Он шагнул, поднимая книгу перед собой, точно крест:
– Самый дух времени может быть понят различно.
Тургенев тряхнул головой:
– У меня нет сомнений, что дух именно нашего времени – это дух преобразований, а цель преобразований – освобождение человека от пут неразумной действительности.
Камень упал с сердца, он встрепенулся и подхватил:
– Видите же: освобожденье! Именно, именно, освобожденье от пут! Однако ж не такое освобожденье, о каком твердите все вы, ваше поколенье, хочу я сказать, в журналах и даже во многих повестях. Вы уже поднимаете заздравные кубки. Вы уже говорите: «Да здравствует простота положений и отношений, основанных на практической действительности, на здравом смысле, положительном законе, принципе равенства и справедливости!» Смысл всего, что вы говорите, необъятно обширен. Целая бездна между тем, что вы говорите, и применением к делу. Если вы станете проповедовать, приметесь действовать, то прежде всего в руках ваших приметят эти заздравные кубки, до которых такой охотник русский народ, и все перепьются, прежде чем успеют узнать, по какому поводу пьянство. Нет, представляется мне, никому из нас, в нынешнее именно время, не следует торжествовать и праздновать настоящий миг нашего взгляда и нашего разумения: он может быть иным уже завтра, завтра же мы можем стать умнее нас сегодняшних. Дух свой от алчности, от эгоизма, от лени прежде должен освободить человек! Прежде самого человека надо освободить, то есть очистить душу его от скверны пороков. Душе человека надо прежде служить!

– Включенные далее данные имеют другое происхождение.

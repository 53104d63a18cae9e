//! JSON-RPC response bodies for mocked nodes.

use serde_json::{Value, json};

/// A successful response body.
pub fn success(id: u64, result: Value) -> String {
    json!({ "jsonrpc": "2.0", "id": id, "result": result }).to_string()
}

/// An error response body. `data` is omitted when `None`.
pub fn error(id: u64, code: i64, message: &str, data: Option<Value>) -> String {
    let mut error = json!({ "code": code, "message": message });
    if let Some(data) = data {
        error["data"] = data;
    }

    json!({ "jsonrpc": "2.0", "id": id, "error": error }).to_string()
}

/// Revert data for `Error(string)` with the provided reason, as a
/// `0x`-prefixed hex string.
pub fn error_string_revert(reason: &str) -> String {
    let mut data = vec![0x08, 0xc3, 0x79, 0xa0];

    let mut word = [0u8; 32];
    word[31] = 0x20;
    data.extend_from_slice(&word);

    let mut length = [0u8; 32];
    length[24..].copy_from_slice(&(reason.len() as u64).to_be_bytes());
    data.extend_from_slice(&length);

    data.extend_from_slice(reason.as_bytes());
    data.resize(data.len() + (32 - reason.len() % 32) % 32, 0);

    format!("0x{}", hex::encode(data))
}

У Тургенева так и вздулись ноздри крупного носа, в лице проглянула глухая враждебность, тень презрения пробежала в глазах, напряжённый голос взлетел высоко и сорвался:
– Неужели не понимаете вы, чему покориться зовёте во имя этой вашей свободы от лени, от алчности, от эгоизма? Неужели не знаете, что насмерть забивают невинных и без суда отправляют в Сибирь?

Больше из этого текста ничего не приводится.